§ EXERCISE
The string "Some" may appear in lines of the listing. Report each line where it does.

§ INFORMATION SHOWN
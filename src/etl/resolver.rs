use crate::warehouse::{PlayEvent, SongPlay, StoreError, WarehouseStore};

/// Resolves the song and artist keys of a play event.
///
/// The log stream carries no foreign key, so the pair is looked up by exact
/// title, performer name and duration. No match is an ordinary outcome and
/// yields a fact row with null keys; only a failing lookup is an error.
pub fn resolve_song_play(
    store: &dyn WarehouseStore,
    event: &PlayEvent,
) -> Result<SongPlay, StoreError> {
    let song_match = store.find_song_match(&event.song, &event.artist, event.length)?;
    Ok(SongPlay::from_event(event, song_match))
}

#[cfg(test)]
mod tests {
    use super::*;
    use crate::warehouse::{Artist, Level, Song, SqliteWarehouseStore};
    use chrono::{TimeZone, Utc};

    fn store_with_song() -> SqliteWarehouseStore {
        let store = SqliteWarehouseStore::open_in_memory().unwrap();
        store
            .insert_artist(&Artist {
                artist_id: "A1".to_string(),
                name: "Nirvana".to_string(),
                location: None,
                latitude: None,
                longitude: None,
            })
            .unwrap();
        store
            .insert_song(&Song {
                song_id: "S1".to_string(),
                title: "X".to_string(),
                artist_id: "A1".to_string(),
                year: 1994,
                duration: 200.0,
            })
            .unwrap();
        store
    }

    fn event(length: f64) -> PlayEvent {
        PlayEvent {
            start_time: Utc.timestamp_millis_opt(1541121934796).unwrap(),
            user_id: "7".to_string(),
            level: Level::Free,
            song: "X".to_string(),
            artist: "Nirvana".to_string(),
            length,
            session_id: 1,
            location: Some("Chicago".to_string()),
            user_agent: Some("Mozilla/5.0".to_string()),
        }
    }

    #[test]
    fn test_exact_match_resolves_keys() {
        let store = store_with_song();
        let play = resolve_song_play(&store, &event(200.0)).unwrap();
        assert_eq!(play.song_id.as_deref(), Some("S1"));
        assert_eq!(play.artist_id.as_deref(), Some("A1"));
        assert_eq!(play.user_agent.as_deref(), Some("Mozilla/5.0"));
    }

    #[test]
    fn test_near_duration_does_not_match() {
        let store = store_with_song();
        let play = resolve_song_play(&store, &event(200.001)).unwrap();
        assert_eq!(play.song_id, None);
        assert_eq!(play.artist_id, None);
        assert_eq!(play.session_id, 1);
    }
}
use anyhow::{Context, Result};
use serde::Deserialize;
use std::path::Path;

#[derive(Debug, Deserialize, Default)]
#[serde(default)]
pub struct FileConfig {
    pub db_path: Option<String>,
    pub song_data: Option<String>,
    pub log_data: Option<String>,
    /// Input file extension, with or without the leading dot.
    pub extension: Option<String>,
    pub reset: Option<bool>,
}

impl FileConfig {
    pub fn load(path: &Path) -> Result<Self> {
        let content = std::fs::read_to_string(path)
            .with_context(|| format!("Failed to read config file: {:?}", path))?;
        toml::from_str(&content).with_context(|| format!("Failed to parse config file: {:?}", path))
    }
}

--

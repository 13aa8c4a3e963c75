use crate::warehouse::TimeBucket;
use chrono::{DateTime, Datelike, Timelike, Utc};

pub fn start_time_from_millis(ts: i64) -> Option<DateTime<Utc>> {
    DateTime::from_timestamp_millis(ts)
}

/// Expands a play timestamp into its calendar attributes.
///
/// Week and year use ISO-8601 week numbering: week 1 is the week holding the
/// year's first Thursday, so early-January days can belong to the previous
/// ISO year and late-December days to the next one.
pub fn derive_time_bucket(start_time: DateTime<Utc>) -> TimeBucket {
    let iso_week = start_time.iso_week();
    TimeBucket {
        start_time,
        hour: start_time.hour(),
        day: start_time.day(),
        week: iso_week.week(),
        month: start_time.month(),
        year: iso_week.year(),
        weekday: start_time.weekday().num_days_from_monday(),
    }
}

§ COMPLETED TASK
            location: Some("Chicago".to_string()),
            user_agent: Some("Mozilla/5.0".to_string()),
        assert_eq!(play.song_id.as_deref(), Some("S1"));
        assert_eq!(play.artist_id.as_deref(), Some("A1"));
        assert_eq!(play.user_agent.as_deref(), Some("Mozilla/5.0"));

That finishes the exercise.